Travolto da una frana in Grecia, la moglie: “Terribile gestione dell’emergenza, poteva morire”

Chiara Panicari e Marco Fiorini

La Farnesina segue il caso di Marco Fiorini, 46 anni

Quella che doveva essere una vacanza rilassante dopo i difficili mesi del blocco si è trasformata in una tragedia. Marco Fiorini, 46 anni la prossima settimana, e Chiara Panicari, 40 originaria di Recanati, erano arrivati ​​a Cefalonia sabato 25 luglio con i loro tre figli di 13, 9 e 7 anni. Era la prima volta per la famiglia di Vimodrone (Milano) sull’isola greca, amata dagli italiani. La sera di martedì 28 erano andati sulla spiaggia di Myrtos, una delle più belle d’Europa, per godersi il tramonto. All’improvviso Marco Fiorini è stato colpito dalla caduta di alcuni massi dalla montagna sopra la spiaggia, dove stava facendo il bagno insieme alla famiglia. Il 46enne ha riportato un grave trauma alla testa.

La donna, che era in acqua con il figlio maggiore, è accorsa subito in soccorso del marito e grazie all’aiuto di alcuni bagnanti è riuscita a tamponare la ferita del 46enne in attesa dell’arrivo dei soccorsi. Secondo quanto raccontato dalla 40enne recanatese però i soccorritori hanno impiegato tantissimo tempo ad arrivare.

L’uomo è stato prima portato all’ospedale di Argostoli poi è stato trasferito all’ospedale di Patrasso, dove è stato operato alla testa: “L’intervento è andato bene – dice all’Ansa il console onorario di Cefalonia, l’avvocato Graziella Micheletti – speriamo che al più presto si riprenda”.

Sul giornale online “News DoT iT“, la donna ha raccontato: “In ospedale ha rischiato di morire a causa di una crisi epilettica ed è stato subito messo in coma farmacologico”. “Dopo lunghe ore di attesa Marco si è svegliato, muove gli arti e mi ha riconosciuta e questo è un grande sollievo.

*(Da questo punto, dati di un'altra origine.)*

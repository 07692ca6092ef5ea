//! The two lock contracts carried inside proof secrets, their tag encoding,
//! and the witness envelope that satisfies them.

use std::fmt;
use std::str::FromStr;

use secp256k1::PublicKey;
use serde::{Deserialize, Serialize};

use crate::crypto::{pubkey_from_hex, random_nonce};
use crate::error::{BraidError, Result};

#[derive(Clone, Copy, Debug, PartialEq, Eq)]
pub enum SecretKind {
    P2pk,
    Htlc,
}

impl SecretKind {
    pub fn as_str(&self) -> &'static str {
        match self {
            SecretKind::P2pk => "P2PK",
            SecretKind::Htlc => "HTLC",
        }
    }
}

impl FromStr for SecretKind {
    type Err = BraidError;

    fn from_str(s: &str) -> Result<Self> {
        match s {
            "P2PK" => Ok(SecretKind::P2pk),
            "HTLC" => Ok(SecretKind::Htlc),
            other => Err(BraidError::Contract(format!("unknown secret kind {other:?}"))),
        }
    }
}

#[derive(Clone, Copy, Debug, Default, PartialEq, Eq)]
pub enum SigFlag {
    #[default]
    SigInputs,
    SigAll,
}

impl SigFlag {
    pub fn as_str(&self) -> &'static str {
        match self {
            SigFlag::SigInputs => "SIG_INPUTS",
            SigFlag::SigAll => "SIG_ALL",
        }
    }
}

impl FromStr for SigFlag {
    type Err = BraidError;

    fn from_str(s: &str) -> Result<Self> {
        match s {
            "SIG_INPUTS" => Ok(SigFlag::SigInputs),
            "SIG_ALL" => Ok(SigFlag::SigAll),
            other => Err(BraidError::Contract(format!("unknown sigflag {other:?}"))),
        }
    }
}

/// Locking conditions shared by both contract kinds, mapped to and from the
/// tag arrays of the secret encoding.
#[derive(Clone, Debug, Default, PartialEq)]
pub struct SpendConditions {
    pub sig_flag: SigFlag,
    pub pubkeys: Vec<PublicKey>,
    pub n_sigs: Option<u64>,
    pub locktime: Option<u64>,
    pub refund_keys: Vec<PublicKey>,
    pub n_sigs_refund: Option<u64>,
}

impl SpendConditions {
    pub fn to_tags(&self) -> Vec<Vec<String>> {
        let mut tags = vec![vec![
            "sigflag".to_string(),
            self.sig_flag.as_str().to_string(),
        ]];
        if !self.pubkeys.is_empty() {
            let mut tag = vec!["pubkeys".to_string()];
            tag.extend(self.pubkeys.iter().map(|k| k.to_string()));
            tags.push(tag);
        }
        if let Some(n) = self.n_sigs {
            tags.push(vec!["n_sigs".to_string(), n.to_string()]);
        }
        if let Some(t) = self.locktime {
            tags.push(vec!["locktime".to_string(), t.to_string()]);
        }
        if !self.refund_keys.is_empty() {
            let mut tag = vec!["refund".to_string()];
            tag.extend(self.refund_keys.iter().map(|k| k.to_string()));
            tags.push(tag);
        }
        if let Some(n) = self.n_sigs_refund {
            tags.push(vec!["n_sigs_refund".to_string(), n.to_string()]);
        }
        tags
    }

    pub fn from_tags(tags: &[Vec<String>]) -> Result<Self> {
        let mut conditions = SpendConditions::default();
        for tag in tags {
            let Some(name) = tag.first() else {
                return Err(BraidError::Contract("empty tag".to_string()));
            };
            match name.as_str() {
                "sigflag" => {
                    conditions.sig_flag = tag_value(tag)?.parse()?;
                }
                "pubkeys" => {
                    conditions.pubkeys = tag[1..]
                        .iter()
                        .map(|s| pubkey_from_hex(s))
                        .collect::<Result<_>>()?;
                }
                "n_sigs" => {
                    conditions.n_sigs = Some(parse_numeric(tag)?);
                }
                "locktime" => {
                    conditions.locktime = Some(parse_numeric(tag)?);
                }
                "refund" => {
                    conditions.refund_keys = tag[1..]
                        .iter()
                        .map(|s| pubkey_from_hex(s))
                        .collect::<Result<_>>()?;
                }
                "n_sigs_refund" => {
                    conditions.n_sigs_refund = Some(parse_numeric(tag)?);
                }
                // Unknown tags are carried by the secret string itself and do
                // not affect our spend paths.
                _ => {}
            }
        }
        Ok(conditions)
    }

    /// Signatures required on the primary spend path.
    pub fn required_sigs(&self) -> u64 {
        self.n_sigs.unwrap_or(1).max(1)
    }

    pub fn required_refund_sigs(&self) -> u64 {
        self.n_sigs_refund.unwrap_or(1).max(1)
    }
}

fn tag_value(tag: &[String]) -> Result<&str> {
    tag.get(1)
        .map(|s| s.as_str())
        .ok_or_else(|| BraidError::Contract(format!("tag {:?} has no value", tag[0])))
}

fn parse_numeric(tag: &[String]) -> Result<u64> {
    tag_value(tag)?
        .parse()
        .map_err(|_| BraidError::Contract(format!("tag {:?} is not a numeric string", tag[0])))
}

/// A well-known secret: `["P2PK"|"HTLC", {nonce, data, tags}]`, stringified.
///
/// `data` is the owner pubkey (P2PK) or the 32-byte payment hash (HTLC),
/// hex in both cases.
#[derive(Clone, Debug, PartialEq)]
pub struct ContractSecret {
    pub kind: SecretKind,
    pub nonce: String,
    pub data: String,
    pub conditions: SpendConditions,
}

#[derive(Serialize, Deserialize)]
struct SecretBody {
    nonce: String,
    data: String,
    #[serde(default, skip_serializing_if = "Option::is_none")]
    tags: Option<Vec<Vec<String>>>,
}

impl ContractSecret {
    pub fn p2pk(owner: &PublicKey, conditions: SpendConditions) -> Self {
        ContractSecret {
            kind: SecretKind::P2pk,
            nonce: random_nonce(),
            data: owner.to_string(),
            conditions,
        }
    }

    pub fn htlc(payment_hash: &[u8; 32], conditions: SpendConditions) -> Self {
        ContractSecret {
            kind: SecretKind::Htlc,
            nonce: random_nonce(),
            data: hex::encode(payment_hash),
            conditions,
        }
    }

    pub fn validate(&self) -> Result<()> {
        if self.nonce.is_empty() {
            return Err(BraidError::Contract("empty nonce".to_string()));
        }
        match self.kind {
            SecretKind::P2pk => {
                pubkey_from_hex(&self.data)
                    .map_err(|_| BraidError::Contract("data is not a public key".to_string()))?;
            }
            SecretKind::Htlc => {
                self.payment_hash()?;
            }
        }
        Ok(())
    }

    /// The 32-byte hash an HTLC preimage must resolve to.
    pub fn payment_hash(&self) -> Result<[u8; 32]> {
        if self.kind != SecretKind::Htlc {
            return Err(BraidError::Contract(
                "not a hashlocked contract".to_string(),
            ));
        }
        let bytes = hex::decode(&self.data)
            .map_err(|_| BraidError::Contract("data is not hex".to_string()))?;
        bytes
            .try_into()
            .map_err(|_| BraidError::Contract("data is not 32 bytes".to_string()))
    }

    /// The key a P2PK contract is locked to.
    pub fn locking_pubkey(&self) -> Result<PublicKey> {
        if self.kind != SecretKind::P2pk {
            return Err(BraidError::Contract("not a pay-to-pubkey contract".to_string()));
        }
        pubkey_from_hex(&self.data)
    }
}

impl fmt::Display for ContractSecret {
    fn fmt(&self, f: &mut fmt::Formatter<'_>) -> fmt::Result {
        let body = SecretBody {
            nonce: self.nonce.clone(),
            data: self.data.clone(),
            tags: Some(self.conditions.to_tags()),
        };
        let value = (self.kind.as_str(), body);
        let encoded = serde_json::to_string(&value).map_err(|_| fmt::Error)?;
        f.write_str(&encoded)
    }
}

impl FromStr for ContractSecret {
    type Err = BraidError;

    fn from_str(s: &str) -> Result<Self> {
        let (kind, body): (String, SecretBody) = serde_json::from_str(s)
            .map_err(|e| BraidError::Contract(format!("malformed secret: {e}")))?;
        let secret = ContractSecret {
            kind: kind.parse()?,
            nonce: body.nonce,
            data: body.data,
            conditions: SpendConditions::from_tags(body.tags.as_deref().unwrap_or_default())?,
        };
        secret.validate()?;
        Ok(secret)
    }
}

/// Witness envelope: signatures plus the HTLC preimage when spending the
/// hashlock path. Stored stringified on the proof.
#[derive(Clone, Debug, Default, PartialEq, Serialize, Deserialize)]
pub struct Witness {
    #[serde(default, skip_serializing_if = "Vec::is_empty")]
    pub signatures: Vec<String>,
    #[serde(default, skip_serializing_if = "Option::is_none")]
    pub preimage: Option<String>,
}

impl Witness {
    pub fn encode(&self) -> Result<String> {
        Ok(serde_json::to_string(self)?)
    }

    pub fn decode(s: &str) -> Result<Self> {
        serde_json::from_str(s)
            .map_err(|e| BraidError::Contract(format!("malformed witness: {e}")))
    }
}
//! Watches sets of proofs at the mint and fires once a whole set is spent,
//! carrying along any preimage the spending witness revealed.

use std::collections::{HashMap, HashSet};
use std::sync::Arc;
use std::time::Duration;

use secp256k1::PublicKey;
use tokio::sync::{mpsc, Mutex};
use tracing::warn;

use crate::contract::Witness;
use crate::error::Result;
use crate::mint::{MintConnector, ProofState};

/// Every proof of the tracked set transitioned to SPENT.
#[derive(Clone, Debug, PartialEq)]
pub struct SetSpent {
    pub key: String,
    pub preimage: Option<String>,
}

struct WatchSet {
    remaining: HashSet<String>,
    ys: Vec<PublicKey>,
    preimage: Option<String>,
}

pub struct ProofStateTracker {
    mint: Arc<dyn MintConnector>,
    sets: Mutex<HashMap<String, WatchSet>>,
    events: mpsc::Sender<SetSpent>,
    poll_interval: Duration,
}

impl ProofStateTracker {
    pub fn new(
        mint: Arc<dyn MintConnector>,
        poll_interval: Duration,
    ) -> (Arc<Self>, mpsc::Receiver<SetSpent>) {
        let (events, receiver) = mpsc::channel(32);
        let tracker = Arc::new(ProofStateTracker {
            mint,
            sets: Mutex::new(HashMap::new()),
            events,
            poll_interval,
        });
        (tracker, receiver)
    }

    pub async fn track(&self, key: impl Into<String>, ys: Vec<PublicKey>) {
        let remaining = ys.iter().map(|y| y.to_string()).collect();
        self.sets.lock().await.insert(
            key.into(),
            WatchSet {
                remaining,
                ys,
                preimage: None,
            },
        );
    }

    pub async fn untrack(&self, key: &str) {
        self.sets.lock().await.remove(key);
    }

    pub async fn is_tracked(&self, key: &str) -> bool {
        self.sets.lock().await.contains_key(key)
    }

    /// Run the poll loop until the tracker is dropped. Idles while nothing
    /// is tracked; a failed poll is retried on the next tick.
    pub fn spawn(self: &Arc<Self>) {
        let tracker = self.clone();
        tokio::spawn(async move {
            let mut ticker = tokio::time::interval(tracker.poll_interval);
            ticker.set_missed_tick_behavior(tokio::time::MissedTickBehavior::Delay);
            loop {
                ticker.tick().await;
                if let Err(e) = tracker.poll_once().await {
                    warn!("proof state poll failed: {e}");
                }
            }
        });
    }

    pub async fn poll_once(&self) -> Result<()> {
        let union: Vec<PublicKey> = {
            let sets = self.sets.lock().await;
            let mut seen = HashSet::new();
            sets.values()
                .flat_map(|set| set.ys.iter().copied())
                .filter(|y| seen.insert(y.to_string()))
                .collect()
        };
        if union.is_empty() {
            return Ok(());
        }

        let updates = self.mint.check_state(union).await?;

        let mut completed = Vec::new();
        {
            let mut sets = self.sets.lock().await;
            for update in updates {
                if update.state != ProofState::Spent {
                    continue;
                }
                let y = update.y.to_string();
                let preimage = update
                    .witness
                    .as_deref()
                    .and_then(|raw| Witness::decode(raw).ok())
                    .and_then(|witness| witness.preimage);

                for set in sets.values_mut() {
                    if set.remaining.remove(&y) {
                        if let Some(preimage) = &preimage {
                            set.preimage.get_or_insert_with(|| preimage.clone());
                        }
                    }
                }
            }

            let done: Vec<String> = sets
                .iter()
                .filter(|(_, set)| set.remaining.is_empty())
                .map(|(key, _)| key.clone())
                .collect();
            for key in done {
                if let Some(set) = sets.remove(&key) {
                    completed.push(SetSpent {
                        key,
                        preimage: set.preimage,
                    });
                }
            }
        }

        for event in completed {
            let _ = self.events.send(event).await;
        }
        Ok(())
    }
}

Ma se penso a ciò che è accaduto e al fatto che i miei tre bambini avrebbero potuto perdere il padre per una mala gestione dell’emergenza la rabbia è davvero tanta: andrò fino in fondo a questa storia perché è giusto che le persone sappiano cosa accade lì”.

Per quanto riguarda la pericolosità della spiaggia dove è avvenuto l’incidente, “non so – spiega il console Micheletti – se ci siano stati altri casi simili in passato”. Micheletti ha dato tutto il suo aiuto alla famiglia nell’organizzare i vari spostamenti: “abbiamo fatto il minimo che potevamo fare – conclude – è il nostro dovere”.

L’Ambasciata d’Italia ad Atene, in stretto raccordo con la Farnesina, segue con la massima attenzione il caso di Marco Fiorini, rimasto gravemente ferito a causa della caduta di alcuni massi dalla montagna sopra la spiaggia di Myrtos, a Cefalonia. Ed attraverso la rete consolare italiana in Grecia, ha agevolato il trasferimento del connazionale, che si trovava in vacanza con la moglie ed i 3 figli, presso l’ospedale di Patrasso. L’Ambasciata – si è appreso infine – è in costante contatto con i famigliari di Fiorini per prestare ogni possibile assistenza.